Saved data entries
--- START ---

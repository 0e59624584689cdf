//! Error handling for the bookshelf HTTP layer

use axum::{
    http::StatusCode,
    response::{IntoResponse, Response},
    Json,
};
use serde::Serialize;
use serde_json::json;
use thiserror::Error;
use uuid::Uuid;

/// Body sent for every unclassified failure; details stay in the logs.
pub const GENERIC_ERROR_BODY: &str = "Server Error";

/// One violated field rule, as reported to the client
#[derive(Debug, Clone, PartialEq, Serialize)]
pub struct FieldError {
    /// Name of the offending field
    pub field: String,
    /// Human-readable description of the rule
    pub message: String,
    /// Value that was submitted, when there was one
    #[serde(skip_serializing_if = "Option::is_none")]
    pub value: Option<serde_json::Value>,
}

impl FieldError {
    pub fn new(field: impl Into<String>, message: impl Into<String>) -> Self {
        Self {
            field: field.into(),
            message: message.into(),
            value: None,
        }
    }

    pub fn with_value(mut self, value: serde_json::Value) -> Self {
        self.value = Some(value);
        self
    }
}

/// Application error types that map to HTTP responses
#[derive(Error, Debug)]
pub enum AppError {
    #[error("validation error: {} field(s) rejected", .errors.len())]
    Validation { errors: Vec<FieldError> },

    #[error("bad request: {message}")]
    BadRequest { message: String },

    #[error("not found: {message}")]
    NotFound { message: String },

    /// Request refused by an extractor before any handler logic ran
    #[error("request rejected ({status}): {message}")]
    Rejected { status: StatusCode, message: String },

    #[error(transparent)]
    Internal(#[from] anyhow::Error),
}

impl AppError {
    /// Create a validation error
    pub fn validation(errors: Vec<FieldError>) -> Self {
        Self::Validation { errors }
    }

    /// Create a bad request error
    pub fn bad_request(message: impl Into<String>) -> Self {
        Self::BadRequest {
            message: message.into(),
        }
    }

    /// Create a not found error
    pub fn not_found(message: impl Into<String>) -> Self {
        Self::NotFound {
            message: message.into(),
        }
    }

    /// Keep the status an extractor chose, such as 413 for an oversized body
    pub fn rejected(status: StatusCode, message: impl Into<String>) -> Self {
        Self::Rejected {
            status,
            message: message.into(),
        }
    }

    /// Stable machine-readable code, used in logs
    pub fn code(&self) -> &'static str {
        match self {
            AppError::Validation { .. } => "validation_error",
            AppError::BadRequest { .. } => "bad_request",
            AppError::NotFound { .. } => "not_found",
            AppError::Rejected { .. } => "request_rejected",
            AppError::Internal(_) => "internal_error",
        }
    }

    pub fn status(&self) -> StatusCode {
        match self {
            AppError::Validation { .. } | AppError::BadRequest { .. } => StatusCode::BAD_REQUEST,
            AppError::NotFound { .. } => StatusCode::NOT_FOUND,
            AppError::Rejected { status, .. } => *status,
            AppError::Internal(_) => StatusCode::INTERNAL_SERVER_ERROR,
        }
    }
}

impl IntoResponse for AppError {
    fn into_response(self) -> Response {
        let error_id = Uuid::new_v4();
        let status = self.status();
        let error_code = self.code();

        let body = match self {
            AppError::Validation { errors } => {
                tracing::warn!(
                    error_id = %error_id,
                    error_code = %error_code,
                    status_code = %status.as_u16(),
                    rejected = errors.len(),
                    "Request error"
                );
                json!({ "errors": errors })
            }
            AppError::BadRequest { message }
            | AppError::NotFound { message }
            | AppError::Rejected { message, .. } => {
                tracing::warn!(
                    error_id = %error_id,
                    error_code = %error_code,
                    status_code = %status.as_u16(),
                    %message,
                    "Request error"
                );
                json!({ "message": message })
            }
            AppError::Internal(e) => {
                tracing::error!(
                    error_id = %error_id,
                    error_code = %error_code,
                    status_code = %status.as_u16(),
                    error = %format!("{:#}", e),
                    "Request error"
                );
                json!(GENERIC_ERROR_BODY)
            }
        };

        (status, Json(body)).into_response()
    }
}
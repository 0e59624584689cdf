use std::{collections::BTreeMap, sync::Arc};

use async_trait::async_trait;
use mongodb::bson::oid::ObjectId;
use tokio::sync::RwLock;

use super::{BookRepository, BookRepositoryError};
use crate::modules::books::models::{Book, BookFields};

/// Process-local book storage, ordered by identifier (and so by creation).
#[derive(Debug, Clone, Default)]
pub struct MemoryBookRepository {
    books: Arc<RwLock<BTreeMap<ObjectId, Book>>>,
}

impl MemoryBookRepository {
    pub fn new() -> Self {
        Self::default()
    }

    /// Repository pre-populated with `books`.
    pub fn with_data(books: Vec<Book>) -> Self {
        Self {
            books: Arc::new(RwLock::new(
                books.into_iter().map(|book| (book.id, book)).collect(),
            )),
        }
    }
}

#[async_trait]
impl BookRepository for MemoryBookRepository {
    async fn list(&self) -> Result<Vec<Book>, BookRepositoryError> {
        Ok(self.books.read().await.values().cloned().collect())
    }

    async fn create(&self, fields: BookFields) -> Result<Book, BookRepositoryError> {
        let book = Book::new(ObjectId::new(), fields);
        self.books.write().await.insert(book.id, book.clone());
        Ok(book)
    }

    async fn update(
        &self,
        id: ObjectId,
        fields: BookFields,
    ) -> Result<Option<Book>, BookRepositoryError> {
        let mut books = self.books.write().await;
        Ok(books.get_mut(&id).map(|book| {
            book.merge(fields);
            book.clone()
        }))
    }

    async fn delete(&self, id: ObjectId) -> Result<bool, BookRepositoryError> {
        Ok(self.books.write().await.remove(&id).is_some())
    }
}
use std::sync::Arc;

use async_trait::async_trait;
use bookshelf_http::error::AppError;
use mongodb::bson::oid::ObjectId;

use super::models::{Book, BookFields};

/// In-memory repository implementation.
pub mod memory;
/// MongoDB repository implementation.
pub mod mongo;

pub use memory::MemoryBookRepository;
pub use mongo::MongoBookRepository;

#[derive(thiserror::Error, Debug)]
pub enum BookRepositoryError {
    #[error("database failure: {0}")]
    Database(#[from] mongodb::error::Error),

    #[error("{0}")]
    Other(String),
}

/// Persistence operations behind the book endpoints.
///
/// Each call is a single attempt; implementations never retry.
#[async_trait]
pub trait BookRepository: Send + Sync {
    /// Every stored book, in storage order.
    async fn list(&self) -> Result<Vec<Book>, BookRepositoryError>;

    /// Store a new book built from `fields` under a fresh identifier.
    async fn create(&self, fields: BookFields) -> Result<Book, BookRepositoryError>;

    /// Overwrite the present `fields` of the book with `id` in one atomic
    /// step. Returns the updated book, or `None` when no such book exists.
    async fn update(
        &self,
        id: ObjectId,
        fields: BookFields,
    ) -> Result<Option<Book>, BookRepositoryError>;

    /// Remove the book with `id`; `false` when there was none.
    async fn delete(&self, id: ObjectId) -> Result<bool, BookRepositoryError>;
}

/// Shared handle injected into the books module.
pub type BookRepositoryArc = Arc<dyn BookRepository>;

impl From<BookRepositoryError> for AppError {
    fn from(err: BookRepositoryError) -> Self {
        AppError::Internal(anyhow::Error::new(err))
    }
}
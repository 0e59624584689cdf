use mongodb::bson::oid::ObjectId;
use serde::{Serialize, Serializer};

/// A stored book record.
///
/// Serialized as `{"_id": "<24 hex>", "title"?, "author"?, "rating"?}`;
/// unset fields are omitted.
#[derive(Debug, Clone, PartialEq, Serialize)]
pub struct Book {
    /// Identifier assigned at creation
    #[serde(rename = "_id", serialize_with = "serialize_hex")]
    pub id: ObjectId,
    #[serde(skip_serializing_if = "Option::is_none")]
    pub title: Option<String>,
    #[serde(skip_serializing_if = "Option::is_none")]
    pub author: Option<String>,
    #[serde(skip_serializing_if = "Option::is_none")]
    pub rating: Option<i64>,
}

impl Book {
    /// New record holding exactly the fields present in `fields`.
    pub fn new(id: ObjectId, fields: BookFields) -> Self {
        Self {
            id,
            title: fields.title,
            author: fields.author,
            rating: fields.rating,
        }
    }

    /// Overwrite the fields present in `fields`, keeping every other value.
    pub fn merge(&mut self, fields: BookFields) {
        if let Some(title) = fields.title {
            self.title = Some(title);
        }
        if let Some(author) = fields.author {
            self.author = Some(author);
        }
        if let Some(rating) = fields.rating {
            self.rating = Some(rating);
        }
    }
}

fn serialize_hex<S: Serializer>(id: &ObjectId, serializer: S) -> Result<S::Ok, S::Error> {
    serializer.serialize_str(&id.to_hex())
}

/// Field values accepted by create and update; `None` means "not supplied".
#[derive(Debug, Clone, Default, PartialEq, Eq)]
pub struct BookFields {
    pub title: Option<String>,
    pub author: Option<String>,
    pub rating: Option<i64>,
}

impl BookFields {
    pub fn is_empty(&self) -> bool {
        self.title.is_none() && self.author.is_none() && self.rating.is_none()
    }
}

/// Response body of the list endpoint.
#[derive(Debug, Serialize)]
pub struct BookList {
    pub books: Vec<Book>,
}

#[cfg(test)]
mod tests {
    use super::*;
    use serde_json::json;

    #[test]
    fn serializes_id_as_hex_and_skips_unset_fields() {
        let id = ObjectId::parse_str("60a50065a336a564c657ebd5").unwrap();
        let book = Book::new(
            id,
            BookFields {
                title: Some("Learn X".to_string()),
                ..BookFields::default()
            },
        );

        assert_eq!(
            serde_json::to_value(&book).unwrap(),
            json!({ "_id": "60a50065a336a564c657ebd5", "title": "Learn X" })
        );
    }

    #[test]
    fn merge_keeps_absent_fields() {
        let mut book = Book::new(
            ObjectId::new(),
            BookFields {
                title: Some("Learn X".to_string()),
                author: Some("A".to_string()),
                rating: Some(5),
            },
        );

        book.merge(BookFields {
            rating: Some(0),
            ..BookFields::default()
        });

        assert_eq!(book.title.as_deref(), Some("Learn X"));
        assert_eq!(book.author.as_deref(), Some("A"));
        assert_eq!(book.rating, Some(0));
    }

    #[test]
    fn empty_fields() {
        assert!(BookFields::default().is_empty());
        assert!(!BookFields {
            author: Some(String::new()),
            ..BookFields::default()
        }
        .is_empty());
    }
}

--- END ---

The line containing "pub const GENERIC_ERROR_BODY: &str" marks the end: copy exactly every line from the top of the data above down to it, that line included.

## Response to the exercise
repository 0e59624584689cdf
//! Error handling for the bookshelf HTTP layer

use axum::{
    http::StatusCode,
    response::{IntoResponse, Response},
    Json,
};
use serde::Serialize;
use serde_json::json;
use thiserror::Error;
use uuid::Uuid;

/// Body sent for every unclassified failure; details stay in the logs.
pub const GENERIC_ERROR_BODY: &str = "Server Error";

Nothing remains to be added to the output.